Getting civilian charges filed and then thrown out on "technical grounds" is
almost the best case scenario if you're Pentagon PR. You get to indicit
Assange (with loads of press coverage of him in chains to drive home the idea
that he's evil and to scare off other whistleblowers and/or journalists) and
then you get to blast the inadequacy of civilian courts for national security
trials when (a year later) they throw out the case of a guy "everybody knows
is guilty" on technical grounds which are far to complex to fit in a sound
bite.

------
brown9-2
Can someone explain this part of the article to me?

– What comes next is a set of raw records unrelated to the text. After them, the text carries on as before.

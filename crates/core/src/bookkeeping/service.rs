//! Bookkeeping operations over the local store.
//!
//! Every write goes through [`LocalStore`], so replication to the remote
//! store happens through the registered hooks. Dependent records are deleted
//! before their parents; the store never cascades on its own.

use std::collections::HashMap;
use std::sync::Arc;

use chrono::{NaiveDate, Utc};
use policydesk_domain::constants::UPCOMING_RENEWAL_WINDOW_DAYS;
use policydesk_domain::{
    Customer, CustomerChanges, CustomerNote, NewCustomer, NewDocument, NewPolicy, NewVehicle,
    PolicyChanges, PolicyDeskError, Policy, Principal, Result, Role, UpcomingRenewal, User,
    UserChanges, Vehicle, VehicleChanges,
};
use serde::Serialize;
use tracing::{info, instrument};
use uuid::Uuid;

use super::access::{require_staff, Visibility};
use super::renewals::upcoming_renewals;
use crate::store::{LocalStore, Repository};

/// A customer with the number of records that reference it.
#[derive(Debug, Clone, PartialEq, Eq, Serialize)]
#[serde(rename_all = "camelCase")]
pub struct CustomerSummary {
    pub customer: Customer,
    pub vehicle_count: usize,
    pub policy_count: usize,
}

pub struct BookkeepingService {
    customers: Repository<Customer>,
    vehicles: Repository<Vehicle>,
    policies: Repository<Policy>,
    users: Repository<User>,
}

impl BookkeepingService {
    pub fn new(local: Arc<LocalStore>) -> Self {
        Self {
            customers: Repository::new(Arc::clone(&local)),
            vehicles: Repository::new(Arc::clone(&local)),
            policies: Repository::new(Arc::clone(&local)),
            users: Repository::new(local),
        }
    }

    // ---- users ----

    /// Return the user for a signed-in identity, creating a `pending` user on
    /// first sign-in.
    #[instrument(skip(self, name))]
    pub async fn sign_in(&self, id: &str, email: &str, name: Option<String>) -> Result<User> {
        if let Some(user) = self.users.get(id).await? {
            return Ok(user);
        }
        let user = User {
            id: id.to_string(),
            email: email.to_string(),
            role: Role::Pending,
            name,
            assigned_customer_id: None,
            created_at: Some(Utc::now()),
        };
        info!(user_id = %id, "new user registered as pending");
        self.users.add(&user).await
    }

    pub async fn list_users(&self, principal: &Principal) -> Result<Vec<User>> {
        require_staff(principal, "list users")?;
        self.users.list().await
    }

    pub async fn update_user(
        &self,
        principal: &Principal,
        id: &str,
        changes: &UserChanges,
    ) -> Result<User> {
        require_staff(principal, "update users")?;
        self.users.update(id, changes).await
    }

    pub async fn set_user_role(&self, principal: &Principal, user_id: &str, role: Role) -> Result<User> {
        require_staff(principal, "change roles")?;
        let changes = UserChanges { role: Some(role), ..UserChanges::default() };
        self.users.update(user_id, &changes).await
    }

    /// Link a customer-role user to a customer record, in both directions.
    #[instrument(skip(self, principal))]
    pub async fn assign_customer(
        &self,
        principal: &Principal,
        user_id: &str,
        customer_id: &str,
    ) -> Result<()> {
        require_staff(principal, "assign customers")?;
        self.require_customer(customer_id).await?;
        let user_changes = UserChanges {
            assigned_customer_id: Some(Some(customer_id.to_string())),
            ..UserChanges::default()
        };
        self.users.update(user_id, &user_changes).await?;
        let customer_changes = CustomerChanges {
            assigned_user_id: Some(Some(user_id.to_string())),
            ..CustomerChanges::default()
        };
        self.customers.update(customer_id, &customer_changes).await?;
        Ok(())
    }

    pub async fn delete_user(&self, principal: &Principal, id: &str) -> Result<bool> {
        require_staff(principal, "delete users")?;
        self.users.delete(id).await
    }

    // ---- customers ----

    pub async fn list_customers(&self, principal: &Principal) -> Result<Vec<Customer>> {
        match Visibility::for_principal(principal) {
            Visibility::All => self.customers.list().await,
            Visibility::Customer(id) => Ok(self.customers.get(&id).await?.into_iter().collect()),
            Visibility::Nothing => Ok(Vec::new()),
        }
    }

    /// A customer the principal may see; `None` when missing or out of scope.
    pub async fn get_customer(&self, principal: &Principal, id: &str) -> Result<Option<Customer>> {
        if !Visibility::for_principal(principal).allows_customer(id) {
            return Ok(None);
        }
        self.customers.get(id).await
    }

    pub async fn create_customer(&self, principal: &Principal, new: NewCustomer) -> Result<Customer> {
        require_staff(principal, "create customers")?;
        let mut customer = new.into_customer(new_id());
        customer.created_at = Some(Utc::now());
        self.customers.add(&customer).await
    }

    pub async fn update_customer(
        &self,
        principal: &Principal,
        id: &str,
        changes: &CustomerChanges,
    ) -> Result<Customer> {
        require_staff(principal, "update customers")?;
        self.customers.update(id, changes).await
    }

    /// Delete a customer after its policies and vehicles.
    #[instrument(skip(self, principal))]
    pub async fn delete_customer(&self, principal: &Principal, id: &str) -> Result<bool> {
        require_staff(principal, "delete customers")?;
        for policy in self.policies.find_by("customerId", id).await? {
            self.policies.delete(&policy.id).await?;
        }
        for vehicle in self.vehicles.find_by("customerId", id).await? {
            self.delete_vehicle_cascade(&vehicle.id).await?;
        }
        self.customers.delete(id).await
    }

    pub async fn add_document(
        &self,
        principal: &Principal,
        customer_id: &str,
        document: NewDocument,
    ) -> Result<Customer> {
        require_staff(principal, "attach documents")?;
        let customer = self.require_customer(customer_id).await?;
        let mut documents = customer.documents;
        documents.push(document.into_document(new_id(), Utc::now()));
        let changes = CustomerChanges { documents: Some(documents), ..CustomerChanges::default() };
        self.customers.update(customer_id, &changes).await
    }

    pub async fn remove_document(
        &self,
        principal: &Principal,
        customer_id: &str,
        document_id: &str,
    ) -> Result<Customer> {
        require_staff(principal, "remove documents")?;
        let customer = self.require_customer(customer_id).await?;
        let before = customer.documents.len();
        let documents: Vec<_> =
            customer.documents.into_iter().filter(|d| d.id != document_id).collect();
        if documents.len() == before {
            return Err(PolicyDeskError::NotFound(format!(
                "document {document_id} on customer {customer_id}"
            )));
        }
        let changes = CustomerChanges { documents: Some(documents), ..CustomerChanges::default() };
        self.customers.update(customer_id, &changes).await
    }

    /// Prepend a note authored by `principal`.
    pub async fn add_note(
        &self,
        principal: &Principal,
        customer_id: &str,
        content: &str,
    ) -> Result<Customer> {
        require_staff(principal, "add notes")?;
        let content = content.trim();
        if content.is_empty() {
            return Err(PolicyDeskError::InvalidInput("note content is empty".into()));
        }
        let customer = self.require_customer(customer_id).await?;
        let mut notes = customer.notes;
        notes.insert(
            0,
            CustomerNote {
                id: new_id(),
                content: content.to_string(),
                created_at: Utc::now(),
                created_by: principal.display_name().to_string(),
            },
        );
        let changes = CustomerChanges { notes: Some(notes), ..CustomerChanges::default() };
        self.customers.update(customer_id, &changes).await
    }

    /// Every visible customer with its vehicle and policy counts.
    pub async fn customer_summaries(&self, principal: &Principal) -> Result<Vec<CustomerSummary>> {
        let customers = self.list_customers(principal).await?;
        let vehicle_counts = count_by(self.list_vehicles(principal).await?, |v| v.customer_id);
        let policy_counts = count_by(self.list_policies(principal).await?, |p| p.customer_id);

        Ok(customers
            .into_iter()
            .map(|customer| CustomerSummary {
                vehicle_count: vehicle_counts.get(&customer.id).copied().unwrap_or(0),
                policy_count: policy_counts.get(&customer.id).copied().unwrap_or(0),
                customer,
            })
            .collect())
    }

    // ---- vehicles ----

    pub async fn list_vehicles(&self, principal: &Principal) -> Result<Vec<Vehicle>> {
        match Visibility::for_principal(principal) {
            Visibility::All => self.vehicles.list().await,
            Visibility::Customer(id) => self.vehicles.find_by("customerId", id).await,
            Visibility::Nothing => Ok(Vec::new()),
        }
    }

    pub async fn vehicles_for_customer(
        &self,
        principal: &Principal,
        customer_id: &str,
    ) -> Result<Vec<Vehicle>> {
        if !Visibility::for_principal(principal).allows_customer(customer_id) {
            return Ok(Vec::new());
        }
        self.vehicles.find_by("customerId", customer_id).await
    }

    pub async fn create_vehicle(&self, principal: &Principal, new: NewVehicle) -> Result<Vehicle> {
        require_staff(principal, "create vehicles")?;
        self.require_customer(&new.customer_id).await?;
        let mut vehicle = new.into_vehicle(new_id());
        vehicle.created_at = Some(Utc::now());
        self.vehicles.add(&vehicle).await
    }

    pub async fn update_vehicle(
        &self,
        principal: &Principal,
        id: &str,
        changes: &VehicleChanges,
    ) -> Result<Vehicle> {
        require_staff(principal, "update vehicles")?;
        if let Some(customer_id) = &changes.customer_id {
            self.require_customer(customer_id).await?;
        }
        self.vehicles.update(id, changes).await
    }

    /// Delete a vehicle after every policy that covers it.
    #[instrument(skip(self, principal))]
    pub async fn delete_vehicle(&self, principal: &Principal, id: &str) -> Result<bool> {
        require_staff(principal, "delete vehicles")?;
        self.delete_vehicle_cascade(id).await
    }

    async fn delete_vehicle_cascade(&self, id: &str) -> Result<bool> {
        for policy in self.policies.find_by("vehicleId", id).await? {
            self.policies.delete(&policy.id).await?;
        }
        self.vehicles.delete(id).await
    }

    // ---- policies ----

    pub async fn list_policies(&self, principal: &Principal) -> Result<Vec<Policy>> {
        match Visibility::for_principal(principal) {
            Visibility::All => self.policies.list().await,
            Visibility::Customer(id) => self.policies.find_by("customerId", id).await,
            Visibility::Nothing => Ok(Vec::new()),
        }
    }

    pub async fn policies_for_customer(
        &self,
        principal: &Principal,
        customer_id: &str,
    ) -> Result<Vec<Policy>> {
        if !Visibility::for_principal(principal).allows_customer(customer_id) {
            return Ok(Vec::new());
        }
        self.policies.find_by("customerId", customer_id).await
    }

    pub async fn create_policy(&self, principal: &Principal, new: NewPolicy) -> Result<Policy> {
        require_staff(principal, "create policies")?;
        validate_policy_terms(new.start_date, new.end_date, new.price)?;
        self.require_vehicle_of(&new.vehicle_id, &new.customer_id).await?;
        let mut policy = new.into_policy(new_id());
        policy.created_at = Some(Utc::now());
        self.policies.add(&policy).await
    }

    pub async fn update_policy(
        &self,
        principal: &Principal,
        id: &str,
        changes: &PolicyChanges,
    ) -> Result<Policy> {
        require_staff(principal, "update policies")?;
        let current = self
            .policies
            .get(id)
            .await?
            .ok_or_else(|| PolicyDeskError::NotFound(format!("policy {id}")))?;
        validate_policy_terms(
            changes.start_date.unwrap_or(current.start_date),
            changes.end_date.unwrap_or(current.end_date),
            changes.price.unwrap_or(current.price),
        )?;
        if changes.vehicle_id.is_some() || changes.customer_id.is_some() {
            let vehicle_id = changes.vehicle_id.as_ref().unwrap_or(&current.vehicle_id);
            let customer_id = changes.customer_id.as_ref().unwrap_or(&current.customer_id);
            self.require_vehicle_of(vehicle_id, customer_id).await?;
        }
        self.policies.update(id, changes).await
    }

    pub async fn delete_policy(&self, principal: &Principal, id: &str) -> Result<bool> {
        require_staff(principal, "delete policies")?;
        self.policies.delete(id).await
    }

    /// Visible policies ending within the renewal window from `today`.
    pub async fn upcoming_renewals(
        &self,
        principal: &Principal,
        today: NaiveDate,
    ) -> Result<Vec<UpcomingRenewal>> {
        let policies = self.list_policies(principal).await?;
        let customers = self.list_customers(principal).await?;
        let vehicles = self.list_vehicles(principal).await?;
        Ok(upcoming_renewals(&policies, &customers, &vehicles, today, UPCOMING_RENEWAL_WINDOW_DAYS))
    }

    async fn require_customer(&self, id: &str) -> Result<Customer> {
        self.customers
            .get(id)
            .await?
            .ok_or_else(|| PolicyDeskError::NotFound(format!("customer {id}")))
    }

    async fn require_vehicle_of(&self, vehicle_id: &str, customer_id: &str) -> Result<Vehicle> {
        let vehicle = self
            .vehicles
            .get(vehicle_id)
            .await?
            .ok_or_else(|| PolicyDeskError::NotFound(format!("vehicle {vehicle_id}")))?;
        if vehicle.customer_id != customer_id {
            return Err(PolicyDeskError::InvalidInput(format!(
                "vehicle {vehicle_id} does not belong to customer {customer_id}"
            )));
        }
        Ok(vehicle)
    }
}

fn new_id() -> String {
    Uuid::new_v4().to_string()
}

fn validate_policy_terms(start: NaiveDate, end: NaiveDate, price: f64) -> Result<()> {
    if end < start {
        return Err(PolicyDeskError::InvalidInput(format!(
            "policy ends ({end}) before it starts ({start})"
        )));
    }
    if !price.is_finite() || price < 0.0 {
        return Err(PolicyDeskError::InvalidInput(format!("invalid policy price {price}")));
    }
    Ok(())
}

fn count_by<T>(items: Vec<T>, key: impl Fn(T) -> String) -> HashMap<String, usize> {
    let mut counts = HashMap::new();
    for item in items {
        *counts.entry(key(item)).or_insert(0) += 1;
    }
    counts
}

 _But after that, The Washington Post's Ellen Nakashima quoted from the chat
logs and included several parts that (a) Wired had withheld but (b) were not
about personal matters or national security secrets; see this analysis here of
what was disclosed by the Post, Wired and others. (Nakashima and the Post
refuse even to say whether they possess all the chat logs. When I asked
Nakashima several months ago, she referred my inquiry to a corporate
spokeswoman, who then told me: "We don't discuss the details of our
newsgathering." But I focus here on Poulsen because of his central role in
these events, his long-standing relationships with the key parties, and the
fact that -- unlike the Post, which obviously has nothing to do with
journalism -- I actually expect better of Wired)._

Is Greenwald saying that the _Washington Post_ "has nothing to do with
journalism"?

As in, what the WaPo does is not journalism?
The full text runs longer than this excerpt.